Top of Materials provided
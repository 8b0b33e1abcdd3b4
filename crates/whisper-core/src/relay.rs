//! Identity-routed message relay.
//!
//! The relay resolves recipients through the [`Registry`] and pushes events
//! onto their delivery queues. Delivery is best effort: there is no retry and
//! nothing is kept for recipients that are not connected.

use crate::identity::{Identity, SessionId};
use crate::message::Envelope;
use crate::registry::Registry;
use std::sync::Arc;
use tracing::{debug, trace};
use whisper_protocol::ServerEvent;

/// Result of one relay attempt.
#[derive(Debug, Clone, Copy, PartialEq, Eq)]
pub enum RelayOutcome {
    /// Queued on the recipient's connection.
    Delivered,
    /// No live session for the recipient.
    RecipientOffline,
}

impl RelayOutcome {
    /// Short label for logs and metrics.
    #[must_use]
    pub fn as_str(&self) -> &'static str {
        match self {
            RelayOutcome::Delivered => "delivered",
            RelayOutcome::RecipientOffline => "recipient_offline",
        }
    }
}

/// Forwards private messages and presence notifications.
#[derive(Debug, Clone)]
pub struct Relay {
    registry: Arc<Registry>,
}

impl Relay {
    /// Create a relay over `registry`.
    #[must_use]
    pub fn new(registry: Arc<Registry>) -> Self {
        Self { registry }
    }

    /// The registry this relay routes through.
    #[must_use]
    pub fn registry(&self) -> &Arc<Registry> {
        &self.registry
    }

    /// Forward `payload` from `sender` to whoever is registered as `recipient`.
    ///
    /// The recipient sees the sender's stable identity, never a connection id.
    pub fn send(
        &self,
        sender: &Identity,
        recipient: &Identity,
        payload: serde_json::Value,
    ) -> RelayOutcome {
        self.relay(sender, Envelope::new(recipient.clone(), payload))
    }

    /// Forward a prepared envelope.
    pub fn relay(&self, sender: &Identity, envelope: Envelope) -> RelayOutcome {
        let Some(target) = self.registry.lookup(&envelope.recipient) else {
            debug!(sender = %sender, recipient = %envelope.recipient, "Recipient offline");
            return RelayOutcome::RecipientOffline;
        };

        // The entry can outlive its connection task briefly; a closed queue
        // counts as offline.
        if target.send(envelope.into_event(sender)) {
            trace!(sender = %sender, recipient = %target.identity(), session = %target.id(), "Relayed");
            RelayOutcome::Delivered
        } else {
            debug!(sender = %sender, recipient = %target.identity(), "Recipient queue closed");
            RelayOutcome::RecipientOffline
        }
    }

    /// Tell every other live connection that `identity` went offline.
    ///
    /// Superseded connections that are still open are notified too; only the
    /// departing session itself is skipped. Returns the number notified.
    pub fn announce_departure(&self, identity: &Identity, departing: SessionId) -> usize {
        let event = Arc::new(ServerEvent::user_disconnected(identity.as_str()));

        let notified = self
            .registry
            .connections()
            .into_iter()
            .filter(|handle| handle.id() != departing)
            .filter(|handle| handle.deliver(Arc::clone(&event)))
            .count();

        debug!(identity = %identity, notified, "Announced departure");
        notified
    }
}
Bottom of Materials provided
Top of Materials provided
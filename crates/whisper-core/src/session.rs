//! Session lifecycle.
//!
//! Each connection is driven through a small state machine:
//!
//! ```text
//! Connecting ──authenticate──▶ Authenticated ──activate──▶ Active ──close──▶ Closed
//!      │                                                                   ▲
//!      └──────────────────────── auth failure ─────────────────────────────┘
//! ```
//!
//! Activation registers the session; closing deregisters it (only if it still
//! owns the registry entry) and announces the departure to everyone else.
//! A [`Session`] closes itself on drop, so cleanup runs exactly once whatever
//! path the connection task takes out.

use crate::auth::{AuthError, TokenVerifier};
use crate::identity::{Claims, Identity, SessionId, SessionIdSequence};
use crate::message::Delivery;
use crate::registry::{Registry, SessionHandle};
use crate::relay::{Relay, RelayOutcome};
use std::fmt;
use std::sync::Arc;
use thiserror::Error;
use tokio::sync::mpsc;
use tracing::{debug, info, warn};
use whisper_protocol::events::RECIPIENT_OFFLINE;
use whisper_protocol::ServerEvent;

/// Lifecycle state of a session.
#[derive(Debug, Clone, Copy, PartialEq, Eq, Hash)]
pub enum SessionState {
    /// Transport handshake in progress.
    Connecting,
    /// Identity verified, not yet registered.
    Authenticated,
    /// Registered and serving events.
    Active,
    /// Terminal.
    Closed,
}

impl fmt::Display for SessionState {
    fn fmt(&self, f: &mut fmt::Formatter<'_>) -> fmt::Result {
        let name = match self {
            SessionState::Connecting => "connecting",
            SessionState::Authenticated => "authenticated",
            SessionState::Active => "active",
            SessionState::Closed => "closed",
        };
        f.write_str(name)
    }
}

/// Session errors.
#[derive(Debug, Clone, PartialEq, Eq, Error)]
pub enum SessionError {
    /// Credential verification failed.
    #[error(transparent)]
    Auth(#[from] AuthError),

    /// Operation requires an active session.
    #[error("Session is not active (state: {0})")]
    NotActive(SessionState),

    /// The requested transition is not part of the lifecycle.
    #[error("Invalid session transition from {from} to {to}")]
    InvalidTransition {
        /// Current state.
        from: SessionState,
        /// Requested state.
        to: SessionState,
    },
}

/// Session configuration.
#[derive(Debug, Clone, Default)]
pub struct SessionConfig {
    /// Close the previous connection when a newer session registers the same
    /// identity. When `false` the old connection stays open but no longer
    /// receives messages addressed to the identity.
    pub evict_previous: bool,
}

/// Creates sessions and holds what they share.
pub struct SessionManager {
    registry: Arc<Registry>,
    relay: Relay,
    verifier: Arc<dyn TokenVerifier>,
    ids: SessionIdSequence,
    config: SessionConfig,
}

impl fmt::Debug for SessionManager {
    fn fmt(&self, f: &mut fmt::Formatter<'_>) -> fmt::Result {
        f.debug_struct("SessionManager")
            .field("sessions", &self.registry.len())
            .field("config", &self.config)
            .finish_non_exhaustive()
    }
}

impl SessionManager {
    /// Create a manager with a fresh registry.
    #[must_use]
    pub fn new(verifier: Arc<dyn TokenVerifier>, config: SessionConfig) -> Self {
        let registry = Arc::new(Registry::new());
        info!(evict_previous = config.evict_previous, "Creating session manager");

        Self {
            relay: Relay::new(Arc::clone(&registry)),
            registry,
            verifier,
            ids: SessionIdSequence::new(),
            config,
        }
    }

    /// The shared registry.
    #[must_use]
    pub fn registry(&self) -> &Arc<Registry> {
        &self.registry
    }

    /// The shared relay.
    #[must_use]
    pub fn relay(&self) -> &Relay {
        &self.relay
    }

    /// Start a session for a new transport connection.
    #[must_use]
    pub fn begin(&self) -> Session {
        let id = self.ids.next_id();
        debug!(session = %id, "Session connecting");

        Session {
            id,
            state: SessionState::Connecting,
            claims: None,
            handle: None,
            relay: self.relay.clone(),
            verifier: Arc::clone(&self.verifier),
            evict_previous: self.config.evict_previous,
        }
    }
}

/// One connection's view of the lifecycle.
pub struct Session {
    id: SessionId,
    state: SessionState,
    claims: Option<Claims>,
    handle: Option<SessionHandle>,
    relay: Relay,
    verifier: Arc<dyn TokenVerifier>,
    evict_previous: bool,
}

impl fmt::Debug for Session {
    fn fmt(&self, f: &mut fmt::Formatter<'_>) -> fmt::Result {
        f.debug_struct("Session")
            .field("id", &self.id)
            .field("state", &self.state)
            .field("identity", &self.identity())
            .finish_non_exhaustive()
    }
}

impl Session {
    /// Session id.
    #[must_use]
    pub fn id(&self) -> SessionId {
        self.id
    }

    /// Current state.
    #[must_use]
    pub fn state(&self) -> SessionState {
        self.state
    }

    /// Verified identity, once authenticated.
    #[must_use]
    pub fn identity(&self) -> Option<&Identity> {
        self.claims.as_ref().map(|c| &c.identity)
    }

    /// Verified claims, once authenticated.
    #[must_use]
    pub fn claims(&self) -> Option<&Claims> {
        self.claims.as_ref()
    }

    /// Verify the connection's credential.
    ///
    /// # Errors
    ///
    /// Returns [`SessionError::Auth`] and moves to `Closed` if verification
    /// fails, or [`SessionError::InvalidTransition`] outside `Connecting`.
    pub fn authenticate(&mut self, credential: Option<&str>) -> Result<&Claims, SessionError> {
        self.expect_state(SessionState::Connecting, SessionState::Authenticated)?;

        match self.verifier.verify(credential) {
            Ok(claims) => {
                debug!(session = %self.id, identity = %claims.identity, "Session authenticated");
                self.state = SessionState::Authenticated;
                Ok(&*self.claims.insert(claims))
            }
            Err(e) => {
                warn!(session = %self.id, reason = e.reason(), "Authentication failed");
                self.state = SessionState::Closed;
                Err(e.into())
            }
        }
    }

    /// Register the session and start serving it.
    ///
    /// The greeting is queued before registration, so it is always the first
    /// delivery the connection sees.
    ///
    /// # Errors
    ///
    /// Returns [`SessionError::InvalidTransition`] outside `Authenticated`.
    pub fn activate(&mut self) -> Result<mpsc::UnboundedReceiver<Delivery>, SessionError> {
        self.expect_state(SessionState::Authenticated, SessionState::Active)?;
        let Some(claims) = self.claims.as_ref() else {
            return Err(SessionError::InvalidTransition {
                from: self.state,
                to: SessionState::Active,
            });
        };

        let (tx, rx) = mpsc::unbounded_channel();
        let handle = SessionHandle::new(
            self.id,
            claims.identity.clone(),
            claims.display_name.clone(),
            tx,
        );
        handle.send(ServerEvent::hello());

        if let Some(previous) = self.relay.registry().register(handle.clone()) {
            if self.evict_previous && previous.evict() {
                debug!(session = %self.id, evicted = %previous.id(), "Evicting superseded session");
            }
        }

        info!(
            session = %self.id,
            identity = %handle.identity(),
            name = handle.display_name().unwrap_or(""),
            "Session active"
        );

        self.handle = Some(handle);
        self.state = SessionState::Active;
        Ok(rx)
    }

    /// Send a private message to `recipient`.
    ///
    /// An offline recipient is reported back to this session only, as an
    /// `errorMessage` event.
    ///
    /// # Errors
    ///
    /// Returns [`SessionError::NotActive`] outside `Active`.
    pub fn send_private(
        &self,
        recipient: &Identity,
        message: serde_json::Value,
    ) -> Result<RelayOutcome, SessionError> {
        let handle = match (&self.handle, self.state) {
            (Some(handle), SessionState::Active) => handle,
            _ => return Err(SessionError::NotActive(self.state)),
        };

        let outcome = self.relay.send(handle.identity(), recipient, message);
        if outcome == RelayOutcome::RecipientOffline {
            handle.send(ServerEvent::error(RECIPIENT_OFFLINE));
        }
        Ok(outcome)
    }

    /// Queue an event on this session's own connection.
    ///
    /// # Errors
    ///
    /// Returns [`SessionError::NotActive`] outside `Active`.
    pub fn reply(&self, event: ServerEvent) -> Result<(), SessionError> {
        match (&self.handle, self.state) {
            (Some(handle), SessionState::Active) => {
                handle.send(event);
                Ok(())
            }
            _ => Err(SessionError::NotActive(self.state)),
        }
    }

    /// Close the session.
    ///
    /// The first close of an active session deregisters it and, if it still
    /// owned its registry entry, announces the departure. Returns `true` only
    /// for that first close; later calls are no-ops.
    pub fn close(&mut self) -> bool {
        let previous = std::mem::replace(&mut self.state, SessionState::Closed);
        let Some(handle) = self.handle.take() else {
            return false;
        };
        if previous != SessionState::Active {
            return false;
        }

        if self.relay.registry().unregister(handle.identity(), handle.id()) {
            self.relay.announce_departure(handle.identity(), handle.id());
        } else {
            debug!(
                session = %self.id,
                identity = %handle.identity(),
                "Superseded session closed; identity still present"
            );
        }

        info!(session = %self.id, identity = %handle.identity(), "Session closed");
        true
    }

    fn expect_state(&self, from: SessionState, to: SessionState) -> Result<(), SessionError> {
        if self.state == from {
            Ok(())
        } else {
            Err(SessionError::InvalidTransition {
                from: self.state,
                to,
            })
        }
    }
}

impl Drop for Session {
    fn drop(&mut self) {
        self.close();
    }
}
Bottom of Materials provided
Top of Materials provided
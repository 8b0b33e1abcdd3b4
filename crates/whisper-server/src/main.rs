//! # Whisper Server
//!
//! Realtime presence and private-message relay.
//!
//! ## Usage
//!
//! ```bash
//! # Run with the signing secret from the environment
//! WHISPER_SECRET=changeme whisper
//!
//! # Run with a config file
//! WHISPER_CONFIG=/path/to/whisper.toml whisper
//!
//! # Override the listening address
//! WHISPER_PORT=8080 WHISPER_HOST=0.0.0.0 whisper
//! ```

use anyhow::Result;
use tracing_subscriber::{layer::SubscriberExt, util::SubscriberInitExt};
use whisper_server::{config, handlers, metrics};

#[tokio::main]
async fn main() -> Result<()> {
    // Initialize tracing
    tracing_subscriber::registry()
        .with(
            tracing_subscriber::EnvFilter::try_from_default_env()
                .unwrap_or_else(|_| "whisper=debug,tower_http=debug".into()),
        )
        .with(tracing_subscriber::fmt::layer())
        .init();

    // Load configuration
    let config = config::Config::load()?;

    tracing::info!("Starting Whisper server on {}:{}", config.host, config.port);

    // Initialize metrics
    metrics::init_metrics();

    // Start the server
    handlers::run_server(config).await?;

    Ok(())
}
Bottom of Materials provided
**Problem details:** Where in the records does the word "field" appear? Copy each line that holds it.

**Answer below:**
            .field("sessions", &self.registry.len())
            .field("config", &self.config)
            .field("id", &self.id)
            .field("state", &self.state)
            .field("identity", &self.identity())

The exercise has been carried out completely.